- _TASK DIRECTIONS_
Within the material below, transcribe exactly the lines from the one holding "fn senses(&self, skills: &SkillBonuses)" through the one holding "fn map_to_canonical(&self) ->", keeping both ends and skipping the rest.

- _GIVEN RECORDS_

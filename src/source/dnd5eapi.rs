//! dnd5eapi.co monster schema.
//!
//! This API keeps armor class as a list of `{ type, value, armor, desc }`
//! entries, lists save and skill proficiencies under `proficiencies`, and
//! splits senses into a discrete object (`"darkvision": "60 ft."`,
//! `"passive_perception": 9`). Damage and condition fields are lists.

use super::{lenient, MapToCanonical, RawFeature};
use crate::creature::{Ability, AbilityScores, Creature, Senses, Skill, SkillBonuses};
use serde::Deserialize;
use serde_json::Value;

/// One monster record from dnd5eapi.co.
#[derive(Debug, Clone, Default, Deserialize)]
#[serde(default)]
pub struct Dnd5eApiMonster {
    #[serde(deserialize_with = "lenient::text")]
    pub name: String,
    #[serde(deserialize_with = "lenient::text")]
    pub size: String,
    #[serde(rename = "type", deserialize_with = "lenient::text")]
    pub creature_type: String,
    #[serde(deserialize_with = "lenient::text")]
    pub subtype: String,
    #[serde(deserialize_with = "lenient::text")]
    pub alignment: String,

    pub armor_class: Value,
    #[serde(deserialize_with = "lenient::int")]
    pub hit_points: Option<i32>,
    #[serde(deserialize_with = "lenient::text")]
    pub hit_dice: String,
    pub speed: Value,

    #[serde(deserialize_with = "lenient::int")]
    pub strength: Option<i32>,
    #[serde(deserialize_with = "lenient::int")]
    pub dexterity: Option<i32>,
    #[serde(deserialize_with = "lenient::int")]
    pub constitution: Option<i32>,
    #[serde(deserialize_with = "lenient::int")]
    pub intelligence: Option<i32>,
    #[serde(deserialize_with = "lenient::int")]
    pub wisdom: Option<i32>,
    #[serde(deserialize_with = "lenient::int")]
    pub charisma: Option<i32>,

    #[serde(deserialize_with = "lenient::list")]
    pub proficiencies: Vec<ApiProficiency>,

    #[serde(deserialize_with = "lenient::text")]
    pub damage_vulnerabilities: String,
    #[serde(deserialize_with = "lenient::text")]
    pub damage_resistances: String,
    #[serde(deserialize_with = "lenient::text")]
    pub damage_immunities: String,
    #[serde(deserialize_with = "lenient::text")]
    pub condition_immunities: String,
    pub senses: Value,
    #[serde(deserialize_with = "lenient::text")]
    pub languages: String,
    #[serde(deserialize_with = "lenient::challenge_rating")]
    pub challenge_rating: Option<f64>,

    #[serde(deserialize_with = "lenient::list")]
    pub special_abilities: Vec<RawFeature>,
    #[serde(deserialize_with = "lenient::list")]
    pub actions: Vec<RawFeature>,
    #[serde(deserialize_with = "lenient::list")]
    pub reactions: Vec<RawFeature>,
    #[serde(deserialize_with = "lenient::list")]
    pub legendary_actions: Vec<RawFeature>,
}

/// A `{ value, proficiency: { index, name } }` entry.
#[derive(Debug, Clone, Default, Deserialize)]
#[serde(default)]
pub struct ApiProficiency {
    #[serde(deserialize_with = "lenient::int")]
    pub value: Option<i32>,
    pub proficiency: ApiReference,
}

/// A reference to another API resource.
#[derive(Debug, Clone, Default, Deserialize)]
#[serde(default)]
pub struct ApiReference {
    #[serde(deserialize_with = "lenient::text")]
    pub index: String,
    #[serde(deserialize_with = "lenient::text")]
    pub name: String,
}

impl Dnd5eApiMonster {
    fn save(&self, ability: Ability) -> Option<i32> {
        self.proficiencies.iter().find_map(|entry| {
            let abbreviation = entry.proficiency.index.strip_prefix("saving-throw-")?;
            abbreviation
                .eq_ignore_ascii_case(ability.abbreviation())
                .then_some(entry.value)?
        })
    }

    fn skill(&self, skill: Skill) -> Option<i32> {
        self.proficiencies.iter().find_map(|entry| {
            let slug = entry.proficiency.index.strip_prefix("skill-")?;
            (Skill::from_key(slug) == Some(skill)).then_some(entry.value)?
        })
    }

    fn senses(&self, skills: &SkillBonuses) -> Senses {
        if let Value::String(text) = &self.senses {
            return super::senses_from_text(text, skills);
        }
        let range = |key: &str| self.senses.get(key).and_then(super::feet).unwrap_or(0);
        Senses {
            blindsight: range("blindsight"),
            darkvision: range("darkvision"),
            tremorsense: range("tremorsense"),
            truesight: range("truesight"),
            passive_perception: super::passive_perception_or_default(
                self.senses.get("passive_perception").and_then(super::feet),
                skills,
            ),
        }
    }
}

/// Split the first armor class entry into its value and a statblock
/// description.
fn armor(armor_class: &Value) -> (i32, String) {
    let entry = match armor_class {
        Value::Array(entries) => match entries.first() {
            Some(entry) => entry,
            None => return (0, String::new()),
        },
        other => return (lenient::int_from_value(other).unwrap_or(0), String::new()),
    };

    let value = entry
        .get("value")
        .and_then(lenient::int_from_value)
        .unwrap_or(0);
    let kind = entry.get("type").and_then(Value::as_str).unwrap_or_default();
    let description = match kind {
        "natural" => String::from("natural armor"),
        "dex" => String::new(),
        "armor" => entry
            .get("armor")
            .map(lenient::text_from_value)
            .unwrap_or_default()
            .to_lowercase(),
        _ => entry
            .get("desc")
            .map(lenient::text_from_value)
            .unwrap_or_default(),
    };
    (value, description)
}

impl MapToCanonical for Dnd5eApiMonster {
    fn map_to_canonical(&self) -> Creature {
        let abilities = AbilityScores {
            strength: self.strength.unwrap_or(0),
            dexterity: self.dexterity.unwrap_or(0),
            constitution: self.constitution.unwrap_or(0),
            intelligence: self.intelligence.unwrap_or(0),
            wisdom: self.wisdom.unwrap_or(0),
            charisma: self.charisma.unwrap_or(0),
        };
        let saving_throws = super::resolve_saves(&abilities, |ability| self.save(ability));
        let skills = super::resolve_skills(&abilities, |skill| self.skill(skill));
        let senses = self.senses(&skills);
        let (armor_class, armor_description) = armor(&self.armor_class);

        Creature {
            name: self.name.clone(),
            size: self.size.clone(),
            creature_type: self.creature_type.clone(),
            subtype: self.subtype.clone(),
            alignment: self.alignment.clone(),
            armor_class,
            armor_description,
            hit_points: self.hit_points.unwrap_or(0),
            hit_dice: self.hit_dice.clone(),
            speed: super::speeds_from_value(&self.speed),
            abilities,
            saving_throws,
            skills,
            damage_vulnerabilities: self.damage_vulnerabilities.clone(),
            damage_resistances: self.damage_resistances.clone(),
            damage_immunities: self.damage_immunities.clone(),
            condition_immunities: self.condition_immunities.clone(),
            senses,
            languages: self.languages.clone(),
            challenge_rating: super::challenge_or_default(self.challenge_rating, &self.name),
            special_abilities: super::features(&self.special_abilities),
            actions: super::features(&self.actions),
            reactions: super::features(&self.reactions),
            legendary_description: String::new(),
            legendary_actions: super::features(&self.legendary_actions),
            attribution: None,
        }
    }
}
//! Batch import example: one bad record does not sink the page
//!
//! This example demonstrates:
//! - Importing an Open5e results page
//! - Reading the import report
//! - Building export entries for the compendium writer
//!
//! Run with `RUST_LOG=debug` to see adapter fallbacks.

use bestiary::render::PlainText;
use bestiary::*;
use tracing_subscriber::EnvFilter;

const PAGE: &str = r#"{
    "count": 3,
    "results": [
        {
            "name": "Giant Rat", "size": "Small", "type": "beast", "alignment": "unaligned",
            "armor_class": 12, "hit_points": 7, "hit_dice": "2d6",
            "speed": { "walk": 30 },
            "strength": 7, "dexterity": 15, "constitution": 11,
            "intelligence": 2, "wisdom": 10, "charisma": 4,
            "senses": "darkvision 60 ft., passive Perception 10",
            "challenge_rating": "1/8",
            "actions": [{ "name": "Bite", "desc": "Melee Weapon Attack: +4 to hit.", "attack_bonus": 4, "damage_dice": "1d4+2" }],
            "reactions": ""
        },
        42,
        {
            "name": "Mystery Beast", "size": "Large", "type": "beast",
            "strength": "18", "challenge_rating": "?"
        }
    ]
}"#;

fn main() -> Result<(), ImportError> {
    tracing_subscriber::fmt()
        .with_env_filter(EnvFilter::from_default_env())
        .init();

    let importer = Importer::new(SourceFormat::Open5e);
    let report = importer.import_str(PAGE)?;

    println!("Imported: {}", report.creatures.len());
    println!("Skipped: {}", report.skipped.len());
    for err in &report.skipped {
        println!("  - {}", err);
    }

    for creature in &report.creatures {
        let entry = export_entry(creature, &PlainText);
        println!("\n=== {} ===", entry.tag());
        println!("{}", entry.text);
    }

    Ok(())
}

- _TASK OUTPUT_
    fn senses(&self, skills: &SkillBonuses) -> Senses {
        if let Value::String(text) = &self.senses {
            return super::senses_from_text(text, skills);
        }
        let range = |key: &str| self.senses.get(key).and_then(super::feet).unwrap_or(0);
        Senses {
            blindsight: range("blindsight"),
            darkvision: range("darkvision"),
            tremorsense: range("tremorsense"),
            truesight: range("truesight"),
            passive_perception: super::passive_perception_or_default(
                self.senses.get("passive_perception").and_then(super::feet),
                skills,
            ),
        }
    }
}

/// Split the first armor class entry into its value and a statblock
/// description.
fn armor(armor_class: &Value) -> (i32, String) {
    let entry = match armor_class {
        Value::Array(entries) => match entries.first() {
            Some(entry) => entry,
            None => return (0, String::new()),
        },
        other => return (lenient::int_from_value(other).unwrap_or(0), String::new()),
    };

    let value = entry
        .get("value")
        .and_then(lenient::int_from_value)
        .unwrap_or(0);
    let kind = entry.get("type").and_then(Value::as_str).unwrap_or_default();
    let description = match kind {
        "natural" => String::from("natural armor"),
        "dex" => String::new(),
        "armor" => entry
            .get("armor")
            .map(lenient::text_from_value)
            .unwrap_or_default()
            .to_lowercase(),
        _ => entry
            .get("desc")
            .map(lenient::text_from_value)
            .unwrap_or_default(),
    };
    (value, description)
}

impl MapToCanonical for Dnd5eApiMonster {
    fn map_to_canonical(&self) -> Creature {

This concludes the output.